Headline PCE inflation for February came in at 6.4 percent on a 12-month basis. Food and energy account for an outsized one-fourth share of this high level of inflation and also constitute an outsized share of expenditure for lower-income Americans, who spend 26 percent of their income on food at home and transportation, compared with 9 percent for high-income Americans.17
Core inflation is also elevated, and inflationary pressures have been broadening out. Housing contributed about one-tenth of total PCE inflation in February and is the single greatest category of expenditures by far for lower-income Americans, who spend 45 percent of their income on housing, compared to 18 percent for high-income Americans.18 Durable goods inflation, particularly in autos, accounted for slightly more than one-fifth of total PCE inflation in February, representing a much greater contribution to inflation than was the case pre-pandemic. High durable goods inflation reflects pandemic-related supply constraints as well as persistently elevated demand associated with the pandemic.
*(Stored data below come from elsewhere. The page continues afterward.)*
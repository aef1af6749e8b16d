//! Line-oriented input parsing and the run loop feeding the workshop.

use std::io::{self, BufRead};

use thiserror::Error;
use tracing::debug;

use crate::types::{Item, Outcome};
use crate::workshop::Workshop;

/// Most cabinets a workshop may be configured with.
pub const MAX_CABINETS: usize = 64;
/// Largest capacity a single cabinet may have.
pub const MAX_CABINET_CAPACITY: usize = 1023;

/// Reasons the startup input or item stream is rejected.
#[derive(Debug, Error)]
pub enum InputError {
    #[error("unexpected character {0:?} in cabinet line")]
    InvalidCharacter(char),

    #[error("cabinet capacity {0} outside 1..={max}", max = MAX_CABINET_CAPACITY)]
    CapacityOutOfRange(String),

    #[error("{0} cabinets configured, at most {max} allowed", max = MAX_CABINETS)]
    TooManyCabinets(usize),

    #[error("input ended before the {0} line")]
    MissingLine(&'static str),

    #[error("not a number: {0:?}")]
    NotANumber(String),

    #[error("item count must be > 0")]
    ZeroItems,

    #[error("item count must not be negative: {0}")]
    NegativeItemCount(i64),

    #[error("failed to read input: {0}")]
    Io(#[from] io::Error),
}

/// Parse the space-separated cabinet capacities; an empty line means none.
pub fn parse_cabinet_line(line: &str) -> Result<Vec<usize>, InputError> {
    if let Some(bad) = line.chars().find(|&c| c != ' ' && !c.is_ascii_digit()) {
        return Err(InputError::InvalidCharacter(bad));
    }
    let mut capacities = Vec::new();
    for token in line.split(' ').filter(|t| !t.is_empty()) {
        let capacity = token
            .parse::<usize>()
            .ok()
            .filter(|c| (1..=MAX_CABINET_CAPACITY).contains(c))
            .ok_or_else(|| InputError::CapacityOutOfRange(token.to_string()))?;
        capacities.push(capacity);
    }
    if capacities.len() > MAX_CABINETS {
        return Err(InputError::TooManyCabinets(capacities.len()));
    }
    Ok(capacities)
}

/// Parse a leading integer the way `strtoll` does: optional whitespace and
/// sign, at least one digit, anything after the digits ignored.
pub fn parse_leading_i64(text: &str) -> Result<Item, InputError> {
    let trimmed = text.trim_start_matches(|c: char| c.is_ascii_whitespace() || c == '\x0b');
    let unsigned = trimmed.strip_prefix(['+', '-']).unwrap_or(trimmed);
    let sign_len = trimmed.len() - unsigned.len();
    let digits = unsigned.bytes().take_while(u8::is_ascii_digit).count();
    if digits == 0 {
        return Err(InputError::NotANumber(text.to_string()));
    }
    // Overflow is the only way this parse can fail.
    trimmed[..sign_len + digits]
        .parse::<i64>()
        .map_err(|_| InputError::NotANumber(text.to_string()))
}

/// Parse the declared item count; it must be positive.
pub fn parse_item_count(line: &str) -> Result<u64, InputError> {
    match parse_leading_i64(line)? {
        0 => Err(InputError::ZeroItems),
        count if count < 0 => Err(InputError::NegativeItemCount(count)),
        count => Ok(count as u64),
    }
}

/// Read one line without its `\n`; a carriage return is kept.
fn read_line<R: BufRead>(input: &mut R, what: &'static str) -> Result<String, InputError> {
    let mut line = String::new();
    if input.read_line(&mut line)? == 0 {
        return Err(InputError::MissingLine(what));
    }
    if line.ends_with('\n') {
        line.pop();
    }
    Ok(line)
}

/// Read the startup parameters, feed every declared item to a fresh
/// workshop, and return the outcome of the last one.
pub fn run<R: BufRead>(mut input: R) -> Result<Outcome, InputError> {
    let capacities = parse_cabinet_line(&read_line(&mut input, "cabinet")?)?;
    let count = parse_item_count(&read_line(&mut input, "item count")?)?;
    debug!("[INPUT] cabinets={} items={count}", capacities.len());

    let mut workshop = Workshop::new(&capacities);
    let mut last = None;
    for _ in 0..count {
        let item = parse_leading_i64(&read_line(&mut input, "item")?)?;
        last = Some(workshop.process(item));
    }

    debug!(
        "[DONE] held={} outside={} workbench={:?}",
        workshop.item_count(),
        workshop.outside().len(),
        workshop.workbench()
    );
    for (index, cabinet) in workshop.cabinets().iter().enumerate() {
        debug!(
            "[DONE] cabinet {} holds {}/{}",
            index + 1,
            cabinet.len(),
            cabinet.capacity().unwrap_or_default()
        );
    }
    last.ok_or(InputError::ZeroItems)
}
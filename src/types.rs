//! Shared identifiers and the per-item outcome reported by the workshop.

use std::fmt;

/// Opaque identifier for a physical item; compared by equality only.
pub type Item = i64;

/// Where an item was found before it was put on the workbench.
#[derive(Clone, Copy, Debug, PartialEq, Eq)]
pub enum Outcome {
    /// Found in the cabinet with this 1-based number.
    Cabinet(usize),
    /// Found in the outside area.
    Outside,
    /// Never seen before, or not held anywhere.
    New,
}

impl fmt::Display for Outcome {
    fn fmt(&self, f: &mut fmt::Formatter<'_>) -> fmt::Result {
        match self {
            Outcome::Cabinet(number) => write!(f, "{number}"),
            Outcome::Outside => f.write_str("OUTSIDE"),
            Outcome::New => f.write_str("NEW"),
        }
    }
}

/// Current position of an item held by the workshop.
#[allow(dead_code)]
#[derive(Clone, Copy, Debug, PartialEq, Eq)]
pub enum Location {
    Workbench,
    /// 1-based cabinet number.
    Cabinet(usize),
    Outside,
}

#[cfg(test)]
mod tests {
    use super::*;

    #[test]
    fn outcome_renders_like_the_report() {
        assert_eq!(Outcome::Cabinet(3).to_string(), "3");
        assert_eq!(Outcome::Outside.to_string(), "OUTSIDE");
        assert_eq!(Outcome::New.to_string(), "NEW");
    }
}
I will be carefully monitoring the extent to which demand rotates back to services and away from durable goods, where it has remained consistently above pre-pandemic levels, and the extent to which the services sector is able to absorb higher demand without generating undue inflationary pressure.
Russia’s invasion of Ukraine is a human tragedy and a seismic geopolitical event. The global commodity supply shock associated with Russia’s actions skews inflation risks to the upside and is expected to exacerbate high prices for gasoline and food as well as supply chain bottlenecks in goods sectors. The recent COVID lockdowns in China are also likely to extend bottlenecks.
These geopolitical events also pose downside risks to growth. That said, the U.S. economy entered this period of uncertainty with considerable momentum in demand and a strong labor market. As of the March labor report, payroll employment has increased at a pace of 600,000 jobs per month over the past six months, and the unemployment rate has fallen by a percentage point over that period and is now close to its pre-pandemic level. In contrast, until recently, the recovery in labor force participation was lagging far behind. So it is particularly noteworthy to see that the pandemic constraints on labor supply are diminishing for the prime-age workforce: The prime-age participation rate jumped 0.7 percentage points for women in March, following a similar-sized jump for men in February. An increase in labor supply associated with diminishing pandemic constraints combined with a moderation in demand associated with tightening financial conditions, slowing foreign growth, and a large decrease in fiscal support could be expected to reduce imbalances later in the year.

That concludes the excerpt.